◆ Exercise description ◆
Nothing may be dropped. Retype the whole listing exactly.

Top of Records to use

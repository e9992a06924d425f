//! Per-exchange capture of token-endpoint traffic, surfaced to callers so a
//! UI can show exactly what was sent and what came back.

use std::sync::atomic::{AtomicU64, Ordering};

use serde::Serialize;
use serde_json::Value;

use crate::token::now_ms;

static NEXT_REQUEST_ID: AtomicU64 = AtomicU64::new(1);

fn next_request_id() -> u64 {
    NEXT_REQUEST_ID.fetch_add(1, Ordering::Relaxed)
}

/// The request half of an exchange, captured at the moment it is sent.
#[derive(Debug, Clone, PartialEq, Serialize)]
pub struct ExchangeRequest {
    pub url: String,
    pub method: String,
    pub headers: Vec<(String, String)>,
    /// The form-encoded body as text.
    pub body: String,
    /// The exact bytes on the wire.
    pub raw: Vec<u8>,
    /// Epoch milliseconds at send time.
    pub timestamp: u64,
}

impl ExchangeRequest {
    #[must_use]
    pub fn new(url: String, method: String, headers: Vec<(String, String)>, body: String) -> Self {
        let raw = body.as_bytes().to_vec();
        Self {
            url,
            method,
            headers,
            body,
            raw,
            timestamp: now_ms(),
        }
    }
}

/// The response half of an exchange, or a synthetic stand-in when the
/// transport failed before any response arrived.
#[derive(Debug, Clone, PartialEq, Serialize)]
pub struct ExchangeResponse {
    pub url: String,
    /// Numeric HTTP status rendered as text; `"-"` for transport failures.
    pub status: String,
    pub status_text: String,
    pub headers: Vec<(String, String)>,
    /// The body parsed as JSON, or the raw text as a JSON string when the
    /// body was not valid JSON.
    pub body: Value,
    pub raw: Vec<u8>,
    /// Epoch milliseconds at receipt.
    pub timestamp: u64,
    /// Wall-clock duration of the round-trip.
    pub elapsed_ms: u64,
    #[serde(skip_serializing_if = "Option::is_none")]
    pub error: Option<String>,
}

impl ExchangeResponse {
    /// A stand-in response for a request that never reached the server.
    #[must_use]
    pub fn synthetic(url: String, error: &reqwest::Error, elapsed_ms: u64) -> Self {
        let code = error_code(error);
        Self {
            url,
            status: "-".to_string(),
            status_text: code.to_string(),
            headers: vec![("error".to_string(), code.to_string())],
            body: Value::Null,
            raw: Vec::new(),
            timestamp: now_ms(),
            elapsed_ms,
            error: Some(error.to_string()),
        }
    }
}

/// One token-endpoint round-trip.
#[derive(Debug, Clone, PartialEq, Serialize)]
pub struct DebugExchange {
    pub request_id: u64,
    pub request: ExchangeRequest,
    #[serde(skip_serializing_if = "Option::is_none")]
    pub response: Option<ExchangeResponse>,
    pub from_cache: bool,
    pub completed: bool,
}

impl DebugExchange {
    #[must_use]
    pub fn started(request: ExchangeRequest) -> Self {
        Self {
            request_id: next_request_id(),
            request,
            response: None,
            from_cache: false,
            completed: false,
        }
    }

    #[must_use]
    pub fn complete(mut self, response: ExchangeResponse) -> Self {
        self.response = Some(response);
        self.completed = true;
        self
    }

    /// Close the exchange with a synthetic transport-failure response.
    #[must_use]
    pub fn fail(mut self, error: &reqwest::Error, elapsed_ms: u64) -> Self {
        let url = self.request.url.clone();
        self.response = Some(ExchangeResponse::synthetic(url, error, elapsed_ms));
        self.completed = false;
        self
    }
}

/// The ordered trace of exchanges produced during one acquisition.
///
/// For the authorization code grant, the authorization-window trace is
/// prepended to the token-endpoint trace.
#[derive(Debug, Clone, Default, PartialEq, Serialize)]
pub struct DebugInfo {
    pub data: Vec<DebugExchange>,
}

impl DebugInfo {
    #[must_use]
    pub fn new() -> Self {
        Self::default()
    }

    /// Append an exchange. Records are never dropped.
    pub fn record(&mut self, exchange: DebugExchange) {
        self.data.push(exchange);
    }

    /// Splice an earlier trace in front of this one.
    pub fn prepend(&mut self, mut earlier: Self) {
        earlier.data.append(&mut self.data);
        self.data = earlier.data;
    }

    /// Move every record of `other` onto the end of this trace.
    pub fn extend(&mut self, mut other: Self) {
        self.data.append(&mut other.data);
    }

    #[must_use]
    pub fn is_empty(&self) -> bool {
        self.data.is_empty()
    }

    #[must_use]
    pub fn len(&self) -> usize {
        self.data.len()
    }
}

/// Short classification of a transport failure, in the shape HTTP tooling
/// conventionally reports (`ETIMEDOUT`, `ECONNREFUSED`, ...).
fn error_code(error: &reqwest::Error) -> &'static str {
    if error.is_timeout() {
        "ETIMEDOUT"
    } else if error.is_connect() {
        "ECONNREFUSED"
    } else if error.is_body() || error.is_decode() {
        "EDECODE"
    } else {
        "EREQUEST"
    }
}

Bottom of Records to use

◆ Result for this exercise ◆
repository e9992a06924d425f
//! Per-exchange capture of token-endpoint traffic, surfaced to callers so a
//! UI can show exactly what was sent and what came back.

use std::sync::atomic::{AtomicU64, Ordering};

use serde::Serialize;
use serde_json::Value;

use crate::token::now_ms;

static NEXT_REQUEST_ID: AtomicU64 = AtomicU64::new(1);

fn next_request_id() -> u64 {
    NEXT_REQUEST_ID.fetch_add(1, Ordering::Relaxed)
}

/// The request half of an exchange, captured at the moment it is sent.
#[derive(Debug, Clone, PartialEq, Serialize)]
pub struct ExchangeRequest {
    pub url: String,
    pub method: String,
    pub headers: Vec<(String, String)>,
    /// The form-encoded body as text.
    pub body: String,
    /// The exact bytes on the wire.
    pub raw: Vec<u8>,
    /// Epoch milliseconds at send time.
    pub timestamp: u64,
}

impl ExchangeRequest {
    #[must_use]
    pub fn new(url: String, method: String, headers: Vec<(String, String)>, body: String) -> Self {
        let raw = body.as_bytes().to_vec();
        Self {
            url,
            method,
            headers,
            body,
            raw,
            timestamp: now_ms(),
        }
    }
}

/// The response half of an exchange, or a synthetic stand-in when the
/// transport failed before any response arrived.
#[derive(Debug, Clone, PartialEq, Serialize)]
pub struct ExchangeResponse {
    pub url: String,
    /// Numeric HTTP status rendered as text; `"-"` for transport failures.
    pub status: String,
    pub status_text: String,
    pub headers: Vec<(String, String)>,
    /// The body parsed as JSON, or the raw text as a JSON string when the
    /// body was not valid JSON.
    pub body: Value,
    pub raw: Vec<u8>,
    /// Epoch milliseconds at receipt.
    pub timestamp: u64,
    /// Wall-clock duration of the round-trip.
    pub elapsed_ms: u64,
    #[serde(skip_serializing_if = "Option::is_none")]
    pub error: Option<String>,
}

impl ExchangeResponse {
    /// A stand-in response for a request that never reached the server.
    #[must_use]
    pub fn synthetic(url: String, error: &reqwest::Error, elapsed_ms: u64) -> Self {
        let code = error_code(error);
        Self {
            url,
            status: "-".to_string(),
            status_text: code.to_string(),
            headers: vec![("error".to_string(), code.to_string())],
            body: Value::Null,
            raw: Vec::new(),
            timestamp: now_ms(),
            elapsed_ms,
            error: Some(error.to_string()),
        }
    }
}

/// One token-endpoint round-trip.
#[derive(Debug, Clone, PartialEq, Serialize)]
pub struct DebugExchange {
    pub request_id: u64,
    pub request: ExchangeRequest,
    #[serde(skip_serializing_if = "Option::is_none")]
    pub response: Option<ExchangeResponse>,
    pub from_cache: bool,
    pub completed: bool,
}

impl DebugExchange {
    #[must_use]
    pub fn started(request: ExchangeRequest) -> Self {
        Self {
            request_id: next_request_id(),
            request,
            response: None,
            from_cache: false,
            completed: false,
        }
    }

    #[must_use]
    pub fn complete(mut self, response: ExchangeResponse) -> Self {
        self.response = Some(response);
        self.completed = true;
        self
    }

    /// Close the exchange with a synthetic transport-failure response.
    #[must_use]
    pub fn fail(mut self, error: &reqwest::Error, elapsed_ms: u64) -> Self {
        let url = self.request.url.clone();
        self.response = Some(ExchangeResponse::synthetic(url, error, elapsed_ms));
        self.completed = false;
        self
    }
}

/// The ordered trace of exchanges produced during one acquisition.
///
/// For the authorization code grant, the authorization-window trace is
/// prepended to the token-endpoint trace.
#[derive(Debug, Clone, Default, PartialEq, Serialize)]
pub struct DebugInfo {
    pub data: Vec<DebugExchange>,
}

impl DebugInfo {
    #[must_use]
    pub fn new() -> Self {
        Self::default()
    }

    /// Append an exchange. Records are never dropped.
    pub fn record(&mut self, exchange: DebugExchange) {
        self.data.push(exchange);
    }

    /// Splice an earlier trace in front of this one.
    pub fn prepend(&mut self, mut earlier: Self) {
        earlier.data.append(&mut self.data);
        self.data = earlier.data;
    }

    /// Move every record of `other` onto the end of this trace.
    pub fn extend(&mut self, mut other: Self) {
        self.data.append(&mut other.data);
    }

    #[must_use]
    pub fn is_empty(&self) -> bool {
        self.data.is_empty()
    }

    #[must_use]
    pub fn len(&self) -> usize {
        self.data.len()
    }
}

/// Short classification of a transport failure, in the shape HTTP tooling
/// conventionally reports (`ETIMEDOUT`, `ECONNREFUSED`, ...).
fn error_code(error: &reqwest::Error) -> &'static str {
    if error.is_timeout() {
        "ETIMEDOUT"
    } else if error.is_connect() {
        "ECONNREFUSED"
    } else if error.is_body() || error.is_decode() {
        "EDECODE"
    } else {
        "EREQUEST"
    }
}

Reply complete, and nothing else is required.